This week I did something that I’ve never done before. I fired a client. Not only a client – but my oldest client, that pays consistently, who’s work is straight forward and who I have never had difficulty communicating with. More over it wasn’t because I’m suddenly inundated with work. I don’t have another client lined up to make up the hours or dollars that I’m going to lose because of this.
Have I gone nuts? Some of my friends certainly think so.
It would have made sense if it was a BAD client, the type that doesn’t pay or demands constant changes and rework. Getting rid of those clients shouldn’t need justification. But this one was pretty good, and I think that a ‘pretty good’ client this is perhaps the worst client of all…
Why ‘pretty good’ is bad
The reason I did it? Opportunity cost.
You’re probably familiar with the term opportunity cost if you’ve ever spent time in the finance world. It simply means that you have limited resources and that when you make a decision, whether it be to work with a client or deal with a customer or build a building – you do it to the exclusion of other options.
We do this all the time in all areas of our lives and unless you’re over-thinking as much as I am you probably don’t notice.
For example, if you have $10,000 (and only $10,000) to invest in a business idea, and after much consideration you choose to buy Shop A for $10,000. You do all the paper work and run the numbers twice and sign off on the deal on Monday. You’re committed. The money is spent. If on Tuesday, your friend tells you about the opportunity of a life time – Shop B – and tells you it will only be $10,000 and that the deal is 10x better than Shop A, there’s nothing you can do about it. Your funds are tied up. You miss the deal.
That’s opportunity cost – The cost of buying Shop A (other than the $10,000) is that you cannot buy Shop B, even though it is a better deal.

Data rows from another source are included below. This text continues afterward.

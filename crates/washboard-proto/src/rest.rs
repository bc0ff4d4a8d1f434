//! REST request and response bodies.
//!
//! These are typed (strict serde) rather than lenient: REST exchanges are
//! initiated by this client against a known server version, and a shape
//! mismatch should fail the one call loudly instead of half-applying.

use serde::{Deserialize, Serialize};

use crate::{MachineId, MachineKind, MachineStatus};

/// One machine in the initial `POST /load` snapshot.
#[derive(Debug, Clone, PartialEq, Eq, Serialize, Deserialize)]
pub struct MachineSnapshot {
    /// Stable machine id.
    pub machine_id: MachineId,
    /// Washer or dryer.
    pub kind: MachineKind,
    /// Display name. Optional; the client falls back to a generated one.
    #[serde(default, skip_serializing_if = "Option::is_none")]
    pub machine_name: Option<String>,
    /// Status at snapshot time.
    pub status: MachineStatus,
    /// Minutes remaining, when a cycle is running.
    #[serde(default, skip_serializing_if = "Option::is_none")]
    pub remaining_minutes: Option<u32>,
    /// Minutes elapsed, when a cycle is running.
    #[serde(default, skip_serializing_if = "Option::is_none")]
    pub elapsed_minutes: Option<u32>,
    /// Whether this user holds an individual subscription for the machine.
    /// Servers that do not track this omit the field.
    #[serde(default, skip_serializing_if = "Option::is_none")]
    pub subscribed: Option<bool>,
}

/// Response body of `POST /load`.
#[derive(Debug, Clone, PartialEq, Eq, Serialize, Deserialize)]
pub struct SnapshotResponse {
    /// All machines on this board.
    pub machine_list: Vec<MachineSnapshot>,
}

/// Request body of `POST /start_course`.
#[derive(Debug, Clone, PartialEq, Eq, Serialize, Deserialize)]
pub struct StartCourseRequest {
    /// Target machine.
    pub machine_id: MachineId,
    /// Free-form course name (e.g. "standard").
    pub course_name: String,
}

/// Response body of `POST /start_course`.
#[derive(Debug, Clone, PartialEq, Eq, Serialize, Deserialize)]
pub struct CycleStartedResponse {
    /// Status the machine entered.
    pub status: MachineStatus,
    /// Initial remaining minutes, if the server knows the course length.
    #[serde(default, skip_serializing_if = "Option::is_none")]
    pub remaining_minutes: Option<u32>,
}

/// Request body of `POST /notify_me` (individual subscription toggle).
#[derive(Debug, Clone, PartialEq, Eq, Serialize, Deserialize)]
pub struct SetIndividualRequest {
    /// Target machine.
    pub machine_id: MachineId,
    /// 1 to subscribe, 0 to unsubscribe. The server API predates booleans.
    pub isusing: u8,
}

impl SetIndividualRequest {
    /// Build a request from a boolean subscription intent.
    pub fn new(machine_id: MachineId, on: bool) -> Self {
        Self { machine_id, isusing: u8::from(on) }
    }
}

/// Request body of `POST /reserve` (room-wide subscription toggle).
#[derive(Debug, Clone, PartialEq, Eq, Serialize, Deserialize)]
pub struct ReserveRequest {
    /// Laundry room id. This client manages a single room.
    pub room_id: u32,
    /// 1 to activate, 0 to deactivate.
    pub isreserved: u8,
}

impl ReserveRequest {
    /// Build a request from a boolean activation intent.
    pub fn new(room_id: u32, on: bool) -> Self {
        Self { room_id, isreserved: u8::from(on) }
    }
}

/// Request body of `POST /set_fcm_token` (push capability registration).
#[derive(Debug, Clone, PartialEq, Eq, Serialize, Deserialize)]
pub struct SetTokenRequest {
    /// Push capability token issued by the notification provider.
    pub fcm_token: String,
}
//! File-backed key/value persistence.
//!
//! A single JSON file holds every flag the [`washboard_core::SubscriptionStore`]
//! keeps. Writes go through a temp file plus rename so a power cut leaves
//! either the old or the new file, never a torn one. A corrupt or missing
//! file degrades to an empty map; persistence failures are logged and the
//! in-memory state stays authoritative for the session.

use std::{
    collections::HashMap,
    fs, io,
    path::{Path, PathBuf},
};

use washboard_core::KvStore;

/// Durable [`KvStore`] over one JSON file.
#[derive(Debug)]
pub struct FileKv {
    path: PathBuf,
    values: HashMap<String, String>,
}

impl FileKv {
    /// Open the store at `path`, creating parent directories as needed.
    ///
    /// # Errors
    ///
    /// Returns an error when the parent directory cannot be created. An
    /// unreadable or corrupt file is not an error; it degrades to empty.
    pub fn open(path: impl Into<PathBuf>) -> io::Result<Self> {
        let path = path.into();
        if let Some(parent) = path.parent() {
            fs::create_dir_all(parent)?;
        }
        let values = load_values(&path);
        Ok(Self { path, values })
    }

    fn persist(&self) {
        let encoded = match serde_json::to_vec_pretty(&self.values) {
            Ok(encoded) => encoded,
            Err(err) => {
                tracing::warn!(%err, "failed to encode persisted flags");
                return;
            }
        };
        let tmp = self.path.with_extension("tmp");
        let result = fs::write(&tmp, &encoded).and_then(|()| fs::rename(&tmp, &self.path));
        if let Err(err) = result {
            tracing::warn!(%err, path = %self.path.display(), "failed to persist flags");
        }
    }
}

fn load_values(path: &Path) -> HashMap<String, String> {
    let raw = match fs::read_to_string(path) {
        Ok(raw) => raw,
        Err(err) if err.kind() == io::ErrorKind::NotFound => return HashMap::new(),
        Err(err) => {
            tracing::warn!(%err, path = %path.display(), "failed to read persisted flags");
            return HashMap::new();
        }
    };
    match serde_json::from_str(&raw) {
        Ok(values) => values,
        Err(err) => {
            tracing::warn!(%err, path = %path.display(), "corrupt flag file, starting empty");
            HashMap::new()
        }
    }
}

impl KvStore for FileKv {
    fn get(&self, key: &str) -> Option<String> {
        self.values.get(key).cloned()
    }

    fn set(&mut self, key: &str, value: &str) {
        self.values.insert(key.to_owned(), value.to_owned());
        self.persist();
    }

    fn remove(&mut self, key: &str) {
        if self.values.remove(key).is_some() {
            self.persist();
        }
    }
}
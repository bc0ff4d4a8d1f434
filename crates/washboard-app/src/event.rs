//! Application input events.
//!
//! Events originate from four racing sources: the initial REST load, the
//! realtime channel, user interactions, and completions of side-effecting
//! service calls. All of them funnel through [`crate::App::handle`] on a
//! single thread, one event to completion at a time.

use washboard_core::{BoardError, MachineId};
use washboard_proto::MachineSnapshot;

use crate::{CallReply, PlanKey, ServiceCall};

/// Events processed by the App state machine.
#[derive(Debug, Clone)]
pub enum AppEvent {
    /// Initial REST snapshot arrived.
    SnapshotLoaded {
        /// All machines on the board.
        machines: Vec<MachineSnapshot>,
    },

    /// Initial REST snapshot failed to load.
    SnapshotFailed {
        /// Human-readable reason.
        reason: String,
    },

    /// Realtime channel is open.
    ChannelOpened,

    /// Realtime channel closed or failed to open.
    ChannelClosed,

    /// The scheduled reconnect delay elapsed.
    RetryElapsed,

    /// Raw text frame from the realtime channel.
    MessageReceived {
        /// Unparsed JSON text.
        raw: String,
    },

    /// User pressed a course button on an idle machine.
    StartCycle {
        /// Target machine.
        id: MachineId,
        /// Chosen course name.
        course: String,
    },

    /// User tapped the notify control on an operating machine.
    ToggleSubscription {
        /// Target machine.
        id: MachineId,
    },

    /// User tapped the room-wide subscription button.
    ToggleRoom,

    /// A service call issued by an [`crate::AppAction::Invoke`] finished.
    CallCompleted {
        /// Plan the call belonged to. `None` for fire-and-forget calls.
        key: Option<PlanKey>,
        /// The call that completed.
        call: ServiceCall,
        /// Its outcome.
        outcome: Result<CallReply, BoardError>,
    },
}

So what’s this got to do with my client? Opportunity cost doesn’t relate just to money, it relates to any limited resource. In my case it’s time.
While my newly fired client pays well, I just don’t love the work they need me to do. It’s easy, but it doesn’t play to my strengths and I feel under-utilised and bored.
Time I spend doing boring work is time that I can’t spend doing interesting fulfilling work. Now the obvious thing to do would be to try and systematize and outsource what I was doing so that I keep my client and their revenue stream AND I free up my time to look for a better option. And I think this is what I would have done not too long ago.
But there’s something important I’ve realised recently.
You need to eliminate average before you can replace it with great.
It is much much much harder to make a smooth transition from average to great than it is to just remove the average and replace it with great.
Yes there will be some short term pain with this approach – I now have a hole in my monthly revenue and nothing to fill it with. But it will be easier in the long term to fill this gap with a great client, rather than to try and incrementally improve the currently situation by outsourcing or systemising which will only go so far. You can’t polish a turd.
I think that far too often, we try and make changes slowly and safely because we’re seeking to avoid that dip in income or some other type of ‘pain’ but we don’t factor in what it really costs us. The opportunity cost of our time.
Your Next Action
- mediocre client
- or employee
- or customer
- or project
- or friendship
… that you know is never going to be great.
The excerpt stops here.